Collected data
[Start of Attachment]
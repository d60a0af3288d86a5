//! Power spectrum of a recording.

use super::common::{load_settings, read_channel};
use anyhow::Context;
use audiolib_analysis::{PowerSpectrum, export_power_spectrum_csv, format_eng, rfft_power_spectrum};
use clap::Args;
use std::path::{Path, PathBuf};

/// Compute the one-sided power spectrum of a WAV channel.
#[derive(Args)]
pub struct SpectrumArgs {
    /// Input WAV file
    #[arg(value_name = "INPUT")]
    pub input: PathBuf,

    /// FFT length (defaults to the settings value, then the signal length)
    #[arg(long)]
    pub fft_len: Option<usize>,

    /// Channel to analyze
    #[arg(long, default_value = "0")]
    pub channel: usize,

    /// Show top N peaks
    #[arg(long, default_value = "5")]
    pub peaks: usize,

    /// Output CSV file (optional)
    #[arg(short, long)]
    pub output: Option<PathBuf>,

    /// Write power in dB instead of linear units
    #[arg(long)]
    pub db: bool,
}

/// Run the spectrum command.
pub fn run(args: SpectrumArgs, config: Option<&Path>) -> anyhow::Result<()> {
    let settings = load_settings(config)?;
    let channel = read_channel(&args.input, args.channel)?;
    let fft_len = args.fft_len.or(settings.fft_len);

    println!("Analyzing spectrum of {}...", args.input.display());
    println!(
        "  {} samples at {}",
        channel.samples.len(),
        format_eng(channel.sample_rate, "Hz")
    );

    let spectrum = rfft_power_spectrum(&channel.samples, channel.sample_rate, fft_len)?;
    let resolution = spectrum.frequencies.get(1).copied().unwrap_or(0.0);
    println!(
        "  {} bins, resolution {}",
        spectrum.len(),
        format_eng(resolution, "Hz")
    );

    if args.peaks > 0 {
        println!("\nTop {} peaks:", args.peaks);
        for (i, (freq, power)) in spectrum.peaks(args.peaks).iter().enumerate() {
            let db = 10.0 * power.max(1e-24).log10();
            println!("  {:2}. {:>12}  {:7.1} dB", i + 1, format_eng(*freq, "Hz"), db);
        }
    }

    if let Some(path) = args.output {
        let (frequencies, power) = settings
            .scales()?
            .plottable(&spectrum.frequencies, &spectrum.power)?;
        let dropped = spectrum.len() - frequencies.len();
        if dropped > 0 {
            tracing::info!(dropped, "bins outside the log axes omitted from export");
        }
        let visible = PowerSpectrum { frequencies, power };
        export_power_spectrum_csv(&visible, &path, args.db)
            .with_context(|| format!("writing {}", path.display()))?;
        println!("\nSpectrum saved to {}", path.display());
    }

    Ok(())
}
[End of Attachment]
§ **DESCRIPTION OF THE TASK**:
Go through the entries above and write each one out exactly.

§ **RESULT OF THE EXERCISE**:
repository d60a0af3288d86a5
//! Power spectrum of a recording.

use super::common::{load_settings, read_channel};
use anyhow::Context;
use audiolib_analysis::{PowerSpectrum, export_power_spectrum_csv, format_eng, rfft_power_spectrum};
use clap::Args;
use std::path::{Path, PathBuf};

/// Compute the one-sided power spectrum of a WAV channel.
#[derive(Args)]
pub struct SpectrumArgs {
    /// Input WAV file
    #[arg(value_name = "INPUT")]
    pub input: PathBuf,

    /// FFT length (defaults to the settings value, then the signal length)
    #[arg(long)]
    pub fft_len: Option<usize>,

    /// Channel to analyze
    #[arg(long, default_value = "0")]
    pub channel: usize,

    /// Show top N peaks
    #[arg(long, default_value = "5")]
    pub peaks: usize,

    /// Output CSV file (optional)
    #[arg(short, long)]
    pub output: Option<PathBuf>,

    /// Write power in dB instead of linear units
    #[arg(long)]
    pub db: bool,
}

/// Run the spectrum command.
pub fn run(args: SpectrumArgs, config: Option<&Path>) -> anyhow::Result<()> {
    let settings = load_settings(config)?;
    let channel = read_channel(&args.input, args.channel)?;
    let fft_len = args.fft_len.or(settings.fft_len);

    println!("Analyzing spectrum of {}...", args.input.display());
    println!(
        "  {} samples at {}",
        channel.samples.len(),
        format_eng(channel.sample_rate, "Hz")
    );

    let spectrum = rfft_power_spectrum(&channel.samples, channel.sample_rate, fft_len)?;
    let resolution = spectrum.frequencies.get(1).copied().unwrap_or(0.0);
    println!(
        "  {} bins, resolution {}",
        spectrum.len(),
        format_eng(resolution, "Hz")
    );

    if args.peaks > 0 {
        println!("\nTop {} peaks:", args.peaks);
        for (i, (freq, power)) in spectrum.peaks(args.peaks).iter().enumerate() {
            let db = 10.0 * power.max(1e-24).log10();
            println!("  {:2}. {:>12}  {:7.1} dB", i + 1, format_eng(*freq, "Hz"), db);
        }
    }

    if let Some(path) = args.output {
        let (frequencies, power) = settings
            .scales()?
            .plottable(&spectrum.frequencies, &spectrum.power)?;
        let dropped = spectrum.len() - frequencies.len();
        if dropped > 0 {
            tracing::info!(dropped, "bins outside the log axes omitted from export");
        }
        let visible = PowerSpectrum { frequencies, power };
        export_power_spectrum_csv(&visible, &path, args.db)
            .with_context(|| format!("writing {}", path.display()))?;
        println!("\nSpectrum saved to {}", path.display());
    }

    Ok(())
}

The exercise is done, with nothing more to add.